Jonathan, just one last thing before we get to the next question, the cost of the rollout of RPOS is baked into the outlook we provided for you all for the fourth quarter. Operator, we’re ready for the next question.

Operator

The next question comes from the line of Matthew Fassler from Goldman Sachs.

Matthew Fassler - Goldman Sachs

Thanks a lot and good morning. Two questions; the first, if you could just address the TV margins, I know that they were down for you and for the industry. Last year, our sense was that with tighter supply, industry margins were holding up somewhat better here in 2007, so if you could give us any color as to the drivers of those declines, please.

Bruce H. Besanko

I think one of the things that was a contributor to our TV margin was we over-indexed in some of the smaller and medium LCD products and you saw a -- we saw margin erosion in pretty much most of the categories but we over-indexed in opening price point merchandise also when we ran the ads. We saw an awful lot of opening price point merchandise.

George D. Clark

I want to emphasize again that we have to rebuild our selling culture. We’ve narrowed our focus in the third quarter and you know, we bottomed out early in the quarter on important attachments like Circuit City advantage, Firedog, and accessory same ticket attach. We’ve seen some initial progress and we are going to stay very focused on that progress.

Matthew Fassler - Goldman Sachs

Just to dig a little deeper, to the extent that industry dynamics were somewhat more rational, you all discussed Black Friday being a bit more rational, was this a function of your initial pricing stance? Was it something on the buy side that might have impacted you in this business?

Philip J. Schoonover

I’ll take a stab at this. We had a mix related issue and we made a decision to expand our revenue in the lower end flat panel TV business and it’s just a lower margin, and then we had a rate related issue.

We feel that it’s a very competitive marketplace and we think that the warehouse clubs, the mass merchants, and the online retailers were as competitive as last year.
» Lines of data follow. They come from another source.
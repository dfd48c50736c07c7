//! Raw video transforms.
//!
//! - [`VideoConvertElement`]: convert between pixel formats (RGBA -> RGB, I420 -> BGR, etc.)

mod videoconvert;

pub use videoconvert::VideoConvertElement;
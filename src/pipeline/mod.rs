//! Chain construction and execution.
//!
//! - [`config`]: typed stage configuration and [`StageSpec`] lists
//! - [`parser`]: launch descriptions (`appsrc ! queue ! vp8dec threads=16 ! ...`)
//! - [`ElementFactory`]: named stage constructors
//! - [`ChainBuilder`]: all-or-nothing assembly into a [`PipelineChain`]
//! - [`PipelineChain`]: worker threads, lifecycle and ordered teardown
//!
//! # Example
//!
//! ```rust,ignore
//! use visionpipe::pipeline::{ChainBuilder, ElementFactory, parse_pipeline};
//!
//! let mut factory = ElementFactory::new();
//! factory.register("vp8dec", |spec| host::vp8_decoder(spec));
//! // ... jitter buffer, depayloader, encoder
//!
//! let specs = parse_pipeline(
//!     "appsrc ! queue ! vp8dec threads=16 ! queue ! videoconvert ! queue ! visioncannyfilter \
//!      ! videoconvert ! queue ! vp8enc ! appsink sync=false drop=true",
//! )?;
//! let mut chain = ChainBuilder::new(&factory).build("track-1", &specs)?;
//! chain.start()?;
//! ```

mod builder;
mod chain;
pub mod config;
mod factory;
pub mod parser;

pub use builder::{ChainBuilder, build};
pub use chain::{PipelineChain, PipelineState};
pub use config::{PipelineConfig, QueuePlacement, StageSpec, describe};
pub use factory::{ElementConstructor, ElementFactory};
pub use parser::{PropertyValue, parse_pipeline};
//! Buffer type passed between pipeline stages.

use crate::metadata::Metadata;
use bytes::Bytes;

/// A byte payload plus metadata.
///
/// The payload is reference counted, so cloning a buffer or handing it across a
/// queue never copies the bytes. Stages that produce new data build a fresh
/// [`Bytes`].
///
/// ```rust
/// use visionpipe::buffer::Buffer;
/// use visionpipe::metadata::Metadata;
///
/// let buffer = Buffer::new(vec![1u8, 2, 3], Metadata::with_sequence(0));
/// let shared = buffer.clone();
/// assert_eq!(shared.as_bytes(), &[1, 2, 3]);
/// ```
#[derive(Debug, Clone, Default, PartialEq, Eq)]
pub struct Buffer {
    data: Bytes,
    metadata: Metadata,
}

impl Buffer {
    /// Create a buffer, taking ownership of `data`.
    pub fn new(data: impl Into<Bytes>, metadata: Metadata) -> Self {
        Self {
            data: data.into(),
            metadata,
        }
    }

    /// Payload bytes.
    #[inline]
    pub fn as_bytes(&self) -> &[u8] {
        &self.data
    }

    /// Shared handle to the payload.
    #[inline]
    pub fn data(&self) -> &Bytes {
        &self.data
    }

    /// Payload length.
    #[inline]
    pub fn len(&self) -> usize {
        self.data.len()
    }

    /// Check if the payload is empty.
    #[inline]
    pub fn is_empty(&self) -> bool {
        self.data.is_empty()
    }

    /// Buffer metadata.
    #[inline]
    pub fn metadata(&self) -> &Metadata {
        &self.metadata
    }

    /// Mutable buffer metadata.
    #[inline]
    pub fn metadata_mut(&mut self) -> &mut Metadata {
        &mut self.metadata
    }

    /// Replace the payload, keeping the metadata.
    pub fn with_data(self, data: impl Into<Bytes>) -> Self {
        Self {
            data: data.into(),
            metadata: self.metadata,
        }
    }

    /// Split into payload and metadata.
    pub fn into_parts(self) -> (Bytes, Metadata) {
        (self.data, self.metadata)
    }
}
We have made a decision with our assortments and we carry certain brands to keep our customers and this had a rate impact on bigger flat panels.

Matthew Fassler - Goldman Sachs

Understood, and my second question, I want to follow up on the question of real estate. I understand that you have a real estate optimization opportunity. It looks like the financial performance, at least in the short run, has deteriorated faster than could be attributed to the real estate per se. And from a financial position, you clearly have lots of liquidity but your fixed charge coverage ratio is I think below one and you are operating at a level that I’m sure you’d like to improve upon. Is this the moment in time to focus on new real estate the way you are?

Philip J. Schoonover

Let me answer the structural part of the question and then Bruce is going to get into the financial. The company has roughly 400 stores that we’d call legacy real estate. The store was designed when we were in the appliance business and it was basically superstore retailing. We have 34,000 square foot stores with 18,000 square feet of selling space. It’s a major structural issue for the company and we have to get after that.
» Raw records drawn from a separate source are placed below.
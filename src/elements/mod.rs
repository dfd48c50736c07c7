//! Built-in chain elements.
//!
//! ## Endpoints
//! - [`AppSrc`]: injects encoded buffers from application code
//! - [`AppSink`]: hands finished samples to application code
//!
//! ## Flow
//! - [`Queue`]: bounded queue with backpressure between chain segments
//!
//! ## Transforms
//! - [`Identity`]: passes buffers unchanged, counting them
//! - [`VideoConvertElement`]: converts raw frames between pixel formats
//!
//! The per-frame vision filters live in [`crate::vision`].

pub mod app;
pub mod flow;
mod identity;
pub mod transform;

pub use app::{AppSink, AppSrc, EncodedSample, SampleReceiver};
pub use flow::{LeakyMode, Queue, QueueStats};
pub use identity::{BufferCallback, Identity, IdentityCounters, IdentityStats};
pub use transform::VideoConvertElement;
With that said, we also have to spend some time saying what’s the new job of a new customer experience in the stores? So we’ve spent the last 24 months in Boston and Florida testing our way to a new retail format.
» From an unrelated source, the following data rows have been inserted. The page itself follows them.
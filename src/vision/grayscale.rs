//! Luma extraction filter.

use super::filter::{FrameFilter, NegotiatedFormat};
use super::imgproc::{self, ChannelOrder};
use crate::error::{Error, Result};
use crate::format::{PixelFormatTag, VideoCaps};
use crate::frame::{FrameView, FrameViewMut};

/// Converts packed 8-bit color frames to GRAY8, honoring the input channel order.
#[derive(Debug, Clone, Copy, Default)]
pub struct GrayscaleFilter;

impl GrayscaleFilter {
    /// Create the filter.
    pub fn new() -> Self {
        Self
    }
}

impl FrameFilter for GrayscaleFilter {
    type Scratch = ChannelOrder;

    fn name(&self) -> &str {
        "visiongrayscale"
    }

    fn input_caps(&self) -> VideoCaps {
        use PixelFormatTag::*;
        VideoCaps::formats(&[Rgb, Bgr, Rgbx, Xrgb, Bgrx, Xbgr, Rgba, Argb, Bgra, Abgr])
    }

    fn output_caps(&self) -> VideoCaps {
        VideoCaps::formats(&[PixelFormatTag::Gray8])
    }

    fn on_negotiate(
        &mut self,
        input: &NegotiatedFormat,
        output: &NegotiatedFormat,
    ) -> Result<ChannelOrder> {
        if (output.desc.width(), output.desc.height()) != (input.desc.width(), input.desc.height())
        {
            return Err(Error::rejected(self.name(), "scaling is not supported"));
        }
        ChannelOrder::of(input.info.tag)
            .ok_or_else(|| Error::rejected(self.name(), format!("{} has no color order", input.info.tag)))
    }

    fn on_frame(&self, order: &mut ChannelOrder, input: FrameView<'_>, mut output: FrameViewMut<'_>) {
        imgproc::to_gray(&input, *order, output.as_bytes_mut());
    }
}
We have committed to the 20,000 square foot box, which by the way has about 17,000 square feet of selling in a 20,000 square foot box and materially the same size show room, and we’ve -- we have seven in the city stores, which have a new job and it’s a very different look, sound, and feel. It’s also a very different employee value proposition. So it’s better for our customers and better for our associates.

We need to get after this structural issue and with the current trends, we need to do that carefully and cautiously and more prudently than ever. I asked Bruce Besanko to revisit our real estate strategy as soon as he entered the building and I’m going to have him comment on his thoughts and insights here.

Bruce H. Besanko

So I would tell you that there are probably two key learnings that I’ve seen. The first is that -- the first is that there are no quick fixes here and I think the second is that it is absolutely apparent that we, in light of the competitive marketplace, we need to continue to grow to remain competitive. I think our City format is a game-changer. It’s still very early from a financial perspective to comment on it but we can comment on the 20K format and that is a more productive format than we’ve had. And in the future, most of our stores, if not all of our stores, will be in the 20K format.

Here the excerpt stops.